So, your answer is fed to you via this system of curated prompts, reflective of a broader, underlying designer-led algorithm. This intentionally fed algorithmic system of prompts either intentionally or unintentionally subsists of designer bias, yet despite this, remains largely how digital decision-making takes place.
But it does lead us to consider the extent of our real and rational choices and, more significantly, what influences that in the face of fast, easy, convenient and instant digital decision-making.
Can we elect to use AI to do the right thing? If the right act, according to the Stanford Encyclopaedia of Philosophy (Winter 2023 edition) is meant to be the one that 'yields the greatest moral value', and not (necessarily) the one with the best consequences, does this then typify an exercise in rational choice?
If we accept that the freedom to act (rightly or wrongly) stems from the right to rational choice, it follows that this right encompasses free will. Rational choice is an element of the moral principle of agency, which forms one of the foundational moral principles of how we live as humans.
But freedom of choice, or free will, over action and decisions, prompted by the influence of algorithmic biases, is under threat. There is evidence that algorithmic biases disproportionately and negatively affect already marginalised groups, such as people of colour, people with disabilities and women. Indeed, the decisions that are taken though AI are often opaque since it relies on its own interpretation of learned data points which can result in the phenomenon called 'hallucinations'.

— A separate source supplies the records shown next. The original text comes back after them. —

//! Virtual media recorder.
//!
//! Emits chunks pushed through a [`RecorderFeed`] handle, or generated on a
//! dedicated thread by a [`SyntheticSource`]. `Stopped` is delivered exactly
//! once: on stop, or when every track of the recorded stream has ended.

use std::sync::atomic::{AtomicBool, Ordering};
use std::sync::Arc;
use std::thread;
use std::time::Duration;

use parking_lot::Mutex;

use recorder_core::models::error::RecorderError;
use recorder_core::models::media::{container_of, MediaChunk};
use recorder_core::traits::recorder_backend::{
    RecorderBackend, RecorderEvent, RecorderEventCallback,
};

/// Generates fixed-size chunks at a fixed interval while recording.
#[derive(Debug, Clone, Copy, PartialEq, Eq)]
pub struct SyntheticSource {
    pub chunk_size: usize,
    pub interval: Duration,
}

impl Default for SyntheticSource {
    fn default() -> Self {
        Self {
            chunk_size: 4096,
            interval: Duration::from_millis(100),
        }
    }
}

struct FeedState {
    mime_type: String,
    chunk_mime_type: String,
    running: AtomicBool,
    started: AtomicBool,
    callback: Mutex<Option<RecorderEventCallback>>,
    generator: Mutex<Option<thread::JoinHandle<()>>>,
}

/// Test-side handle onto a virtual recorder.
///
/// Chunks are typed with the container of the negotiated mime type, the way
/// real recorders drop the codec parameters on their chunks.
#[derive(Clone)]
pub struct RecorderFeed {
    state: Arc<FeedState>,
}

impl RecorderFeed {
    fn new(mime_type: &str) -> Self {
        Self {
            state: Arc::new(FeedState {
                mime_type: mime_type.to_string(),
                chunk_mime_type: container_of(mime_type).to_string(),
                running: AtomicBool::new(false),
                started: AtomicBool::new(false),
                callback: Mutex::new(None),
                generator: Mutex::new(None),
            }),
        }
    }

    pub fn mime_type(&self) -> &str {
        &self.state.mime_type
    }

    pub fn is_running(&self) -> bool {
        self.state.running.load(Ordering::SeqCst)
    }

    /// Whether `start` was ever called.
    pub fn was_started(&self) -> bool {
        self.state.started.load(Ordering::SeqCst)
    }

    /// Deliver a chunk typed with the recorder's container. Returns `false`
    /// when the recorder is not running.
    pub fn push_chunk(&self, data: impl Into<Vec<u8>>) -> bool {
        let mime = self.state.chunk_mime_type.clone();
        self.push_typed_chunk(data, mime)
    }

    pub fn push_typed_chunk(&self, data: impl Into<Vec<u8>>, mime_type: impl Into<String>) -> bool {
        if !self.is_running() {
            log::debug!("Dropping chunk pushed to an idle recorder");
            return false;
        }
        self.emit(RecorderEvent::Data(MediaChunk::new(data.into(), mime_type)));
        true
    }

    /// Fail the recording. No further events follow.
    pub fn fail(&self, error: RecorderError) {
        if !self.state.running.swap(false, Ordering::SeqCst) {
            return;
        }
        self.join_generator();
        log::error!("Virtual recorder failed: {}", error);
        if let Some(callback) = self.state.callback.lock().take() {
            callback(RecorderEvent::Error(error));
        }
    }

    /// Flush and deliver `Stopped`. Idempotent.
    pub fn finish(&self) {
        if !self.state.running.swap(false, Ordering::SeqCst) {
            return;
        }
        self.join_generator();
        if let Some(callback) = self.state.callback.lock().take() {
            callback(RecorderEvent::Stopped);
        }
    }

    fn emit(&self, event: RecorderEvent) {
        let callback = self.state.callback.lock().clone();
        if let Some(callback) = callback {
            callback(event);
        }
    }

    fn start(
        &self,
        callback: RecorderEventCallback,
        source: Option<SyntheticSource>,
    ) -> Result<(), RecorderError> {
        if self.state.started.swap(true, Ordering::SeqCst) {
            return Err(RecorderError::InvalidState("virtual recorder already started".into()));
        }
        *self.state.callback.lock() = Some(callback);
        self.state.running.store(true, Ordering::SeqCst);

        if let Some(source) = source {
            let feed = self.clone();
            let handle = thread::Builder::new()
                .name("virtual-recorder".into())
                .spawn(move || generate_chunks(feed, source))
                .map_err(|e| {
                    self.state.running.store(false, Ordering::SeqCst);
                    RecorderError::RecorderFailed(format!("failed to spawn recorder thread: {}", e))
                })?;
            *self.state.generator.lock() = Some(handle);
        }
        Ok(())
    }

    fn join_generator(&self) {
        let handle = self.state.generator.lock().take();
        if let Some(handle) = handle {
            if handle.thread().id() == thread::current().id() {
                return;
            }
            if handle.join().is_err() {
                log::error!("Virtual recorder thread panicked");
            }
        }
    }
}

fn generate_chunks(feed: RecorderFeed, source: SyntheticSource) {
    let mut sequence: u8 = 0;
    while feed.is_running() {
        thread::sleep(source.interval);
        if !feed.is_running() {
            break;
        }
        feed.push_chunk(vec![sequence; source.chunk_size]);
        sequence = sequence.wrapping_add(1);
    }
}

/// `RecorderBackend` over a virtual stream.
pub struct VirtualRecorder {
    feed: RecorderFeed,
    source: Option<SyntheticSource>,
}

impl VirtualRecorder {
    pub fn new(mime_type: &str, source: Option<SyntheticSource>) -> Self {
        Self {
            feed: RecorderFeed::new(mime_type),
            source,
        }
    }

    pub fn feed(&self) -> RecorderFeed {
        self.feed.clone()
    }
}

impl RecorderBackend for VirtualRecorder {
    fn mime_type(&self) -> &str {
        self.feed.mime_type()
    }

    fn start(&mut self, callback: RecorderEventCallback) -> Result<(), RecorderError> {
        self.feed.start(callback, self.source)
    }

    fn stop(&mut self) -> Result<(), RecorderError> {
        if !self.feed.was_started() {
            return Err(RecorderError::InvalidState("virtual recorder was never started".into()));
        }
        self.feed.finish();
        Ok(())
    }
}

#[cfg(test)]
mod tests {
    use super::*;

    fn recording_callback() -> (RecorderEventCallback, Arc<Mutex<Vec<RecorderEvent>>>) {
        let events = Arc::new(Mutex::new(Vec::new()));
        let sink = Arc::clone(&events);
        let callback: RecorderEventCallback = Arc::new(move |event| sink.lock().push(event));
        (callback, events)
    }

    #[test]
    fn chunks_use_the_container_type() {
        let mut recorder = VirtualRecorder::new("video/webm;codecs=vp9,opus", None);
        let feed = recorder.feed();
        let (callback, events) = recording_callback();

        assert!(!feed.push_chunk(vec![0u8; 4]));
        recorder.start(callback).expect("start");
        assert!(feed.push_chunk(vec![1u8; 10]));
        recorder.stop().expect("stop");

        let events = events.lock();
        assert_eq!(events.len(), 2);
        match &events[0] {
            RecorderEvent::Data(chunk) => {
                assert_eq!(chunk.mime_type(), "video/webm");
                assert_eq!(chunk.len(), 10);
            }
            other => panic!("unexpected event {:?}", other),
        }
        assert_eq!(events[1], RecorderEvent::Stopped);
    }

    #[test]
    fn stopped_is_delivered_once() {
        let mut recorder = VirtualRecorder::new("video/webm", None);
        let feed = recorder.feed();
        let (callback, events) = recording_callback();

        recorder.start(callback).expect("start");
        feed.finish();
        recorder.stop().expect("stop after finish");
        assert!(!feed.push_chunk(vec![1]));
        assert_eq!(*events.lock(), vec![RecorderEvent::Stopped]);
    }

    #[test]
    fn stop_before_start_is_rejected() {
        let mut recorder = VirtualRecorder::new("video/webm", None);
        assert!(matches!(recorder.stop(), Err(RecorderError::InvalidState(_))));
    }

    #[test]
    fn cannot_start_twice() {
        let mut recorder = VirtualRecorder::new("video/webm", None);
        let (callback, _) = recording_callback();
        recorder.start(Arc::clone(&callback)).expect("start");
        assert!(recorder.start(callback).is_err());
    }

    #[test]
    fn failure_ends_the_recording() {
        let mut recorder = VirtualRecorder::new("video/webm", None);
        let feed = recorder.feed();
        let (callback, events) = recording_callback();

        recorder.start(callback).expect("start");
        feed.fail(RecorderError::RecorderFailed("encoder crashed".into()));
        feed.finish();
        assert_eq!(
            *events.lock(),
            vec![RecorderEvent::Error(RecorderError::RecorderFailed("encoder crashed".into()))]
        );
    }

    #[test]
    fn synthetic_source_delivers_chunks_before_stop() {
        let source = SyntheticSource {
            chunk_size: 8,
            interval: Duration::from_millis(5),
        };
        let mut recorder = VirtualRecorder::new("video/webm", Some(source));
        let (callback, events) = recording_callback();

        recorder.start(callback).expect("start");
        thread::sleep(Duration::from_millis(60));
        recorder.stop().expect("stop");

        let events = events.lock();
        assert!(events.len() >= 2);
        assert_eq!(events.last(), Some(&RecorderEvent::Stopped));
        assert!(events[..events.len() - 1]
            .iter()
            .all(|e| matches!(e, RecorderEvent::Data(c) if c.len() == 8)));
    }
}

In this way, agency has been replaced by agents of AI. Choice is a privilege reserved for a few. And rationality is increasingly playing a cameo role.
How AI tools are used and deployed inhabits an uncomfortable place of blurred lines coupled with an accountability vacuum. Like corruption, it is becoming increasingly evident that the deployment of AI involves the abuse of controlled power for private gain.
It is trite that in seeking to influence using AI tools, creators/ controllers of AI technology bear responsibilities, but this responsibility is becoming increasingly obfuscated by evidence that the influence these creators wield appears to be sliding towards malfluence — influence with malice.
Two cases, examined through the lens of rational choice and free will, will expose the insidious and the violent in both and imprint the peril our traditionally held belief of free agency faces.
The first case is the iteration of the latest [mal]function of the Grok, as experienced on 14 May 2025 on X. The second is that of killer robots in the form of autonomous weapons systems.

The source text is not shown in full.